_What needs to be done_
Please write every entry out again, exactly as it reads below.

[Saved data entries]

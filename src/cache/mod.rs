//! Cache Module
//!
//! Cache-aside response caching in front of HTTP handlers: key derivation and
//! payload envelopes ([`codec`]), a fail-safe connection to the key-value
//! store ([`ConnectionManager`]), and the per-request protocol
//! ([`ResponseCache`]).

pub mod codec;
mod connection;
mod entry;
mod memory;
mod middleware;
mod stats;
mod store;


// Re-export public types
pub use codec::{decode, derive_key, encode, CacheKey, COMPRESSED_MARKER};
pub use connection::{ConnectionManager, ConnectionState, RetryPolicy};
pub use entry::StoredEntry;
pub use memory::MemoryStore;
pub use middleware::{
    cache_response, request_key, BufferedResponse, HandlerOutput, ResponseCache, Served, X_CACHE,
};
pub use stats::{CacheStats, StatsSnapshot};
pub use store::{KeyValueStore, RedisStore};
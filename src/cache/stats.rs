//! Cache Statistics Module
//!
//! Tracks cache-aside outcomes shared across concurrent requests.

use std::sync::atomic::{AtomicU64, Ordering};

use serde::Serialize;

// == Cache Stats ==
/// Lock-free counters updated by the connection manager and the middleware.
#[derive(Debug, Default)]
pub struct CacheStats {
    hits: AtomicU64,
    misses: AtomicU64,
    stores: AtomicU64,
    store_failures: AtomicU64,
    corrupt_entries: AtomicU64,
    bypasses: AtomicU64,
}

/// Point-in-time copy of [`CacheStats`].
#[derive(Debug, Clone, Copy, Default, PartialEq, Serialize)]
pub struct StatsSnapshot {
    /// Requests served from the store
    pub hits: u64,
    /// Lookups that fell through to the handler
    pub misses: u64,
    /// Successful writes to the store
    pub stores: u64,
    /// Store operations that failed and marked the cache disconnected
    pub store_failures: u64,
    /// Entries that failed to decode
    pub corrupt_entries: u64,
    /// Requests passed straight through while disconnected
    pub bypasses: u64,
}

impl CacheStats {
    pub fn new() -> Self {
        Self::default()
    }

    pub fn record_hit(&self) {
        self.hits.fetch_add(1, Ordering::Relaxed);
    }

    pub fn record_miss(&self) {
        self.misses.fetch_add(1, Ordering::Relaxed);
    }

    pub fn record_store(&self) {
        self.stores.fetch_add(1, Ordering::Relaxed);
    }

    pub fn record_store_failure(&self) {
        self.store_failures.fetch_add(1, Ordering::Relaxed);
    }

    pub fn record_corrupt(&self) {
        self.corrupt_entries.fetch_add(1, Ordering::Relaxed);
    }

    pub fn record_bypass(&self) {
        self.bypasses.fetch_add(1, Ordering::Relaxed);
    }

    // == Snapshot ==
    /// Reads all counters.
    pub fn snapshot(&self) -> StatsSnapshot {
        StatsSnapshot {
            hits: self.hits.load(Ordering::Relaxed),
            misses: self.misses.load(Ordering::Relaxed),
            stores: self.stores.load(Ordering::Relaxed),
            store_failures: self.store_failures.load(Ordering::Relaxed),
            corrupt_entries: self.corrupt_entries.load(Ordering::Relaxed),
            bypasses: self.bypasses.load(Ordering::Relaxed),
        }
    }
}

impl StatsSnapshot {
    // == Hit Rate ==
    /// Returns hits / (hits + misses), or 0.0 if no lookups have been made.
    pub fn hit_rate(&self) -> f64 {
        let total = self.hits + self.misses;
        if total == 0 {
            0.0
        } else {
            self.hits as f64 / total as f64
        }
    }
}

_Task output_
filename src/cache/mod.rs
//! Cache Module
//!
//! Cache-aside response caching in front of HTTP handlers: key derivation and
//! payload envelopes ([`codec`]), a fail-safe connection to the key-value
//! store ([`ConnectionManager`]), and the per-request protocol
//! ([`ResponseCache`]).

pub mod codec;
mod connection;
mod entry;
mod memory;
mod middleware;
mod stats;
mod store;


// Re-export public types
pub use codec::{decode, derive_key, encode, CacheKey, COMPRESSED_MARKER};
pub use connection::{ConnectionManager, ConnectionState, RetryPolicy};
pub use entry::StoredEntry;
pub use memory::MemoryStore;
pub use middleware::{
    cache_response, request_key, BufferedResponse, HandlerOutput, ResponseCache, Served, X_CACHE,
};
pub use stats::{CacheStats, StatsSnapshot};
pub use store::{KeyValueStore, RedisStore};
filename src/cache/stats.rs
//! Cache Statistics Module
//!
//! Tracks cache-aside outcomes shared across concurrent requests.

use std::sync::atomic::{AtomicU64, Ordering};

use serde::Serialize;

// == Cache Stats ==
/// Lock-free counters updated by the connection manager and the middleware.
#[derive(Debug, Default)]
pub struct CacheStats {
    hits: AtomicU64,
    misses: AtomicU64,
    stores: AtomicU64,
    store_failures: AtomicU64,
    corrupt_entries: AtomicU64,
    bypasses: AtomicU64,
}

/// Point-in-time copy of [`CacheStats`].
#[derive(Debug, Clone, Copy, Default, PartialEq, Serialize)]
pub struct StatsSnapshot {
    /// Requests served from the store
    pub hits: u64,
    /// Lookups that fell through to the handler
    pub misses: u64,
    /// Successful writes to the store
    pub stores: u64,
    /// Store operations that failed and marked the cache disconnected
    pub store_failures: u64,
    /// Entries that failed to decode
    pub corrupt_entries: u64,
    /// Requests passed straight through while disconnected
    pub bypasses: u64,
}

impl CacheStats {
    pub fn new() -> Self {
        Self::default()
    }

    pub fn record_hit(&self) {
        self.hits.fetch_add(1, Ordering::Relaxed);
    }

    pub fn record_miss(&self) {
        self.misses.fetch_add(1, Ordering::Relaxed);
    }

    pub fn record_store(&self) {
        self.stores.fetch_add(1, Ordering::Relaxed);
    }

    pub fn record_store_failure(&self) {
        self.store_failures.fetch_add(1, Ordering::Relaxed);
    }

    pub fn record_corrupt(&self) {
        self.corrupt_entries.fetch_add(1, Ordering::Relaxed);
    }

    pub fn record_bypass(&self) {
        self.bypasses.fetch_add(1, Ordering::Relaxed);
    }

    // == Snapshot ==
    /// Reads all counters.
    pub fn snapshot(&self) -> StatsSnapshot {
        StatsSnapshot {
            hits: self.hits.load(Ordering::Relaxed),
            misses: self.misses.load(Ordering::Relaxed),
            stores: self.stores.load(Ordering::Relaxed),
            store_failures: self.store_failures.load(Ordering::Relaxed),
            corrupt_entries: self.corrupt_entries.load(Ordering::Relaxed),
            bypasses: self.bypasses.load(Ordering::Relaxed),
        }
    }
}

impl StatsSnapshot {
    // == Hit Rate ==
    /// Returns hits / (hits + misses), or 0.0 if no lookups have been made.
    pub fn hit_rate(&self) -> f64 {
        let total = self.hits + self.misses;
        if total == 0 {
            0.0
        } else {
            self.hits as f64 / total as f64
        }
    }
}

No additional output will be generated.